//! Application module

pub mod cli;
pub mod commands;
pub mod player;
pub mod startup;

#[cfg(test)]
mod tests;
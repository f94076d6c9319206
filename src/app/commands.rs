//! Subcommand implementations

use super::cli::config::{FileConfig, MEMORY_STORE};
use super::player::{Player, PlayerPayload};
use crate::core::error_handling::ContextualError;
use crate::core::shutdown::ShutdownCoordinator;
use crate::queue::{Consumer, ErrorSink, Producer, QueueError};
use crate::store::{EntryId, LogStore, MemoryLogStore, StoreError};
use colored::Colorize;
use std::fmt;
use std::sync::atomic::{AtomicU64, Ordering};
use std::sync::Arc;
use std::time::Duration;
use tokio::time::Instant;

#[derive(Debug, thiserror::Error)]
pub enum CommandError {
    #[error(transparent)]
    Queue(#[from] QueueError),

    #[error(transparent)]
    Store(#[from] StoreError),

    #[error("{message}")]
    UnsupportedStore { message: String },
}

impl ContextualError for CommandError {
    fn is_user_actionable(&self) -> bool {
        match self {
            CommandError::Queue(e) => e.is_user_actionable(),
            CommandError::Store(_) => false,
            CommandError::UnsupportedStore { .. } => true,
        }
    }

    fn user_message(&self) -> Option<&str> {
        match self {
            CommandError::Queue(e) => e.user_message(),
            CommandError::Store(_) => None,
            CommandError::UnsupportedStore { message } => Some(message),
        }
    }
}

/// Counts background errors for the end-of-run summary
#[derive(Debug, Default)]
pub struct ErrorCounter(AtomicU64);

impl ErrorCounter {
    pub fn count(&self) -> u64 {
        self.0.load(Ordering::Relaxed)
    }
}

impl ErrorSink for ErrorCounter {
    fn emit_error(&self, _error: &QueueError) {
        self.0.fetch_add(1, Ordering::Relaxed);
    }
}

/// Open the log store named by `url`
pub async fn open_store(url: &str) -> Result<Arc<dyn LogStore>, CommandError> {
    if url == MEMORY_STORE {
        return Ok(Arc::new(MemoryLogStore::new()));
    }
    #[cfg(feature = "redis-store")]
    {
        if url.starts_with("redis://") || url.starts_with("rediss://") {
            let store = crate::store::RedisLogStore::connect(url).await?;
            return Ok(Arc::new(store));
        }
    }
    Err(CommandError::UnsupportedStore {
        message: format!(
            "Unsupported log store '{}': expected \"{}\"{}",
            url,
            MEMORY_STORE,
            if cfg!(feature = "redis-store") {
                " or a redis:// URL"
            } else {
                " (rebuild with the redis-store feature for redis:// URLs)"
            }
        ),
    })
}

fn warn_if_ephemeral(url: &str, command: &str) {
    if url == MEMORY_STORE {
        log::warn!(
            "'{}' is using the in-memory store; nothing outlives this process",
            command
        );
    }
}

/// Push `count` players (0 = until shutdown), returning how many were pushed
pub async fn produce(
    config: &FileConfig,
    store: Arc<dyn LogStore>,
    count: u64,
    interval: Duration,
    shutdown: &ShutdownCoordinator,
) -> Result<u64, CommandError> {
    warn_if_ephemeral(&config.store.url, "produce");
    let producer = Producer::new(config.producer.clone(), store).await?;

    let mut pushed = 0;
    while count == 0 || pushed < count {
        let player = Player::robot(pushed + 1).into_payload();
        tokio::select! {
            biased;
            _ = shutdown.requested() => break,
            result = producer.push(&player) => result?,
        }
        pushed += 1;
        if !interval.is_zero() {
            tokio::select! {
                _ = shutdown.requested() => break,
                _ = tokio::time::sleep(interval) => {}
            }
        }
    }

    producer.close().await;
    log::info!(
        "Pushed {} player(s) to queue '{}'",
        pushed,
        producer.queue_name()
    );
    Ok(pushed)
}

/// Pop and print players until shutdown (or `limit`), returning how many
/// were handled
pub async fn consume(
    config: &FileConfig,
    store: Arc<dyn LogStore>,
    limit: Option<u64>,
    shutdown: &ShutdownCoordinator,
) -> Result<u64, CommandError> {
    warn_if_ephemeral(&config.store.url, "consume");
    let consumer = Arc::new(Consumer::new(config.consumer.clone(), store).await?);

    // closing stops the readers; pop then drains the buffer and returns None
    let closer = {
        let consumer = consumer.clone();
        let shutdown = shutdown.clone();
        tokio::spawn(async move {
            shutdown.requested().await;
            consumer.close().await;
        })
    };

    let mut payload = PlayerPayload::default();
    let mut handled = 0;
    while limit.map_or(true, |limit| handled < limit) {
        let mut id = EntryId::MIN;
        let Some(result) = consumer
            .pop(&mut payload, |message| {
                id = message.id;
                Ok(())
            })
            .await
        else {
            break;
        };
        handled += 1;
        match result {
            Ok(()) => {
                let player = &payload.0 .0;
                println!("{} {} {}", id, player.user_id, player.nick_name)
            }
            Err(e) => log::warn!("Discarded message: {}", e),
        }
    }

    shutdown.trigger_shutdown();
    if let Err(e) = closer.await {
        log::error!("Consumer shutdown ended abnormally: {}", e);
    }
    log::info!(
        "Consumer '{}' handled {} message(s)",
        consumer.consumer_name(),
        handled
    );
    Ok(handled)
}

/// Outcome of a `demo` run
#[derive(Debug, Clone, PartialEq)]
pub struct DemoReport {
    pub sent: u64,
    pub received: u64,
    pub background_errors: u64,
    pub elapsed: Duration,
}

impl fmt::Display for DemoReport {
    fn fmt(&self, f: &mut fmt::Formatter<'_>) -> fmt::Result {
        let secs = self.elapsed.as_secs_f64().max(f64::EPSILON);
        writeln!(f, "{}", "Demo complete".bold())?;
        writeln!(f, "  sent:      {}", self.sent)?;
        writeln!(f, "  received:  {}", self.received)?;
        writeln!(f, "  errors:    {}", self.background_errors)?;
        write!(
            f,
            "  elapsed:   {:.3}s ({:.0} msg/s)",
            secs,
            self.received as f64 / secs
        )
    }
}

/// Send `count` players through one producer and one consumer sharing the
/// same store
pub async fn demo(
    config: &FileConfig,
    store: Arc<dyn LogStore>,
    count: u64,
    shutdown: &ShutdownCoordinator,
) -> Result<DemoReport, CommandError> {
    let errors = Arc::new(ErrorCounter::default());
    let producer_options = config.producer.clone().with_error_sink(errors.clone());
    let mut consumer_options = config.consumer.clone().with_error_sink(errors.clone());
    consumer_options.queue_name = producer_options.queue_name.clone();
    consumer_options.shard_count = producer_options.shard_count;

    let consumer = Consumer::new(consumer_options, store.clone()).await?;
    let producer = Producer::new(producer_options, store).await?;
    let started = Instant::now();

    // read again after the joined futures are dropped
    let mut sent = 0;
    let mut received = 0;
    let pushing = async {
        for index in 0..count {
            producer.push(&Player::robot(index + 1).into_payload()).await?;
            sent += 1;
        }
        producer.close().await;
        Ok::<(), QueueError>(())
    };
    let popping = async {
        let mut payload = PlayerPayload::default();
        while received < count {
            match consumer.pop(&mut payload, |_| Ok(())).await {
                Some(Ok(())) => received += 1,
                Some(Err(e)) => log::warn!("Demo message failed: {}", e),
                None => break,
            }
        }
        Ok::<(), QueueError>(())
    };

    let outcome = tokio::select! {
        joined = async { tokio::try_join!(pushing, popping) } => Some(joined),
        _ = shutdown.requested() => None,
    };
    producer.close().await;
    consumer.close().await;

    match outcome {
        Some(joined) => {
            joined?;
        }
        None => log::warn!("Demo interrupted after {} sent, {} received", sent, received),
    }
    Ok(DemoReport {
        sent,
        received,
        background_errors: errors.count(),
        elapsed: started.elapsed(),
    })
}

EXERCISE GOAL = When a line in the data holds the word "popping", show that line.

EXPECTED ANSWER =
    let popping = async {
        joined = async { tokio::try_join!(pushing, popping) } => Some(joined),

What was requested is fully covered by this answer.